Possivelmente você já tenha ouvido por aí a expressão: “O Brasil é uma potência agroambiental”.
Sim, eu também acho. Acho inclusive que, se o Brasil tem algo a oferecer ao mundo, é esta proposta de liderar um modelo de desenvolvimento sustentável capaz de garantir segurança alimentar e climática, não só a nós brasileiros como a uma parcela significativa da humanidade.
Do nosso desempenho nessa tarefa dependerá também o nosso peso no cenário geopolítico mundial.
Essa opinião não é só minha. Creio que essa ideia é compartilhada por expoentes tanto da área agrícola como da área ambiental no país.
Sim, inegavelmente o Brasil ocupa uma posição de destaque no mercado global de diversas commodities ligadas ao agronegócio, incluindo a carne bovina.
E o Brasil é também o detentor da maior parte da maior floresta tropical do mundo. Com outros quatro biomas em seu território, o país tem em suas fronteiras uma biodiversidade incomparável.
E um potencial gigantesco de reduzir suas emissões, seja na conservação e restauração de seus ativos ambientais, seja na aplicação de tecnologias de baixo carbono na produção.
Eu me lembro aqui que já ouvi a mesma expressão da “potência agroambiental” conjugada em diferentes tempos: no indicativo presente “é”, no futuro “será” e no futuro do pretérito, apenas como possibilidade: “seria”.
E aí é que entra o princípio que intitula este artigo: potência não é nada sem controle.

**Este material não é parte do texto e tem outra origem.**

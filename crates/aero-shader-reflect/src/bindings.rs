//! Register → declared resource lookups.

use tracing::debug;

use crate::error::{ReflectError, Result};
use crate::precision::SamplerPrecisionInfo;
use crate::resource::{ResourceBinding, ResourceGroup, ResourceKind, ScalarType};

/// The flat list of resources a shader declares, in declaration order.
///
/// Bind-point ranges of bindings in the same [`ResourceGroup`] are expected not to overlap; this is
/// guaranteed by the decoder and not re-validated here.
#[derive(Debug, Clone, Default, PartialEq, Eq)]
pub struct BindingRegistry {
    bindings: Vec<ResourceBinding>,
}

impl BindingRegistry {
    /// Builds the registry, rejecting resource kinds that cannot be classified into a group.
    pub fn new(bindings: Vec<ResourceBinding>) -> Result<Self> {
        for binding in &bindings {
            binding.kind.group()?;
        }
        Ok(Self { bindings })
    }

    pub fn bindings(&self) -> &[ResourceBinding] {
        &self.bindings
    }

    /// Returns the first binding in `group` whose register range contains `bind_point`.
    pub fn find_binding(&self, group: ResourceGroup, bind_point: u32) -> Option<&ResourceBinding> {
        self.bindings
            .iter()
            .filter(|b| b.kind.group().ok() == Some(group))
            .find(|b| b.covers(bind_point))
    }

    /// Element type of the texture bound at `t{register}`.
    ///
    /// Only called once the register is known to be sampled as a texture, so a missing binding
    /// is an inconsistency in the shader rather than a normal miss.
    pub fn texture_data_type(&self, register: u32) -> Result<ScalarType> {
        self.find_binding(ResourceGroup::Texture, register)
            .map(ResourceBinding::data_type)
            .ok_or(ReflectError::MissingTextureBinding { register })
    }

    /// Applies per-name precision hints to texture and sampler bindings.
    ///
    /// Bindings without a matching hint keep their current precision.
    pub fn annotate_precision(&mut self, info: &SamplerPrecisionInfo) {
        if info.is_empty() {
            return;
        }

        for binding in &mut self.bindings {
            if !matches!(binding.kind, ResourceKind::Sampler | ResourceKind::Texture) {
                continue;
            }
            if let Some(precision) = info.lookup(&binding.name) {
                debug!(name = %binding.name, ?precision, "applying precision hint");
                binding.precision = precision;
            }
        }
    }
}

A tirada não é minha. Algum publicitário de uma marca de pneus a inventou. E eu escutei uma amiga ambientalista falar isso sobre desmatamento.

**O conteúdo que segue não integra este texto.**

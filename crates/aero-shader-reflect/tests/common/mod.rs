#![allow(dead_code)]

use aero_shader_reflect::{ConstantBuffer, TypeDesc};
use tracing_subscriber::filter::LevelFilter;

/// Routes the crate's `tracing` output through the test harness so it shows up on failure.
pub fn init_tracing() {
    let _ = tracing_subscriber::fmt()
        .with_max_level(LevelFilter::TRACE)
        .with_test_writer()
        .try_init();
}

/// ```hlsl
/// cbuffer cbUIUpdates : register(b1)
/// {
///   float g_fLifeSpan;     // Offset:    0 Size:     4
///   float g_fLifeSpanVar;  // Offset:    4 Size:     4
///   float g_fRadiusMin;    // Offset:    8 Size:     4
///   float g_fRadiusMax;    // Offset:   12 Size:     4
///   float g_fGrowTime;     // Offset:   16 Size:     4
///   float g_fStepSize;     // Offset:   20 Size:     4
///   float g_fTurnRate;     // Offset:   24 Size:     4
///   float g_fTurnSpeed;    // Offset:   28 Size:     4
///   float g_fLeafRate;     // Offset:   32 Size:     4
///   float g_fShrinkTime;   // Offset:   36 Size:     4
///   uint g_uMaxFaces;      // Offset:   40 Size:     4
/// }
/// ```
pub fn ui_updates() -> ConstantBuffer {
    let names = [
        "g_fLifeSpan",
        "g_fLifeSpanVar",
        "g_fRadiusMin",
        "g_fRadiusMax",
        "g_fGrowTime",
        "g_fStepSize",
        "g_fTurnRate",
        "g_fTurnSpeed",
        "g_fLeafRate",
        "g_fShrinkTime",
        "g_uMaxFaces",
    ];
    names
        .iter()
        .enumerate()
        .fold(ConstantBuffer::new("cbUIUpdates", 1), |cb, (i, name)| {
            cb.with_variable(i as u32 * 4, 4, TypeDesc::scalar(*name, 0))
        })
}

/// ```hlsl
/// struct Light { float3 pos; float range; float4 color; };
/// cbuffer Lighting : register(b2)
/// {
///   Light lights[4];   // Offset:    0 Size:   128
///   float fogDensity;  // Offset:  128 Size:     4
/// }
/// ```
pub fn lighting() -> ConstantBuffer {
    ConstantBuffer::new("Lighting", 2)
        .with_variable(
            0,
            128,
            TypeDesc::structure(
                "lights",
                0,
                vec![
                    TypeDesc::vector("pos", 0, 3),
                    TypeDesc::scalar("range", 12),
                    TypeDesc::vector("color", 16, 4),
                ],
            )
            .array(4),
        )
        .with_variable(128, 4, TypeDesc::scalar("fogDensity", 0))
}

O Brasil pode ser uma potência ambiental, mas não será se não conseguir controlar quem ilegalmente está derrubando a floresta e tomando terras públicas.
O Brasil pode ser uma potência do Agro. E, de fato, foram os controles implementados principalmente na parte sanitária do País que garantiram nosso acesso ao mercado mundial.
Garantir sanidade por si só deixou de ser suficiente para acessar mercados. Não conseguiremos ampliar nossos mercados se não conseguirmos garantir o controle sobre a origem legal do que exportamos
A coisa é que quem está no Agro sabe há algum tempo a importância de controles para dentro da porteira. Hoje, nas lavouras mais tecnificadas, nutrientes e defensivos são aplicados em dosagens milimetricamente calculadas e precisamente distribuídas de acordo com a necessidade de cada pedacinho da lavoura.
Garantir sanidade por si só deixou de ser suficiente para acessar mercados. Não conseguiremos ampliar nossos mercados se não conseguirmos garantir o controle sobre a origem legal do que exportamos. Custos são calculados na ponta do lápis, ou melhor, em sistemas de gestão informatizados que acompanham cada ação feita na fazenda.
Na pecuária a coisa demorou, mas engatou. Nenhuma fazenda de pecuária que quer permanecer no negócio opera hoje sem saber exatamente no seu rebanho qual o desempenho individual de cada animal.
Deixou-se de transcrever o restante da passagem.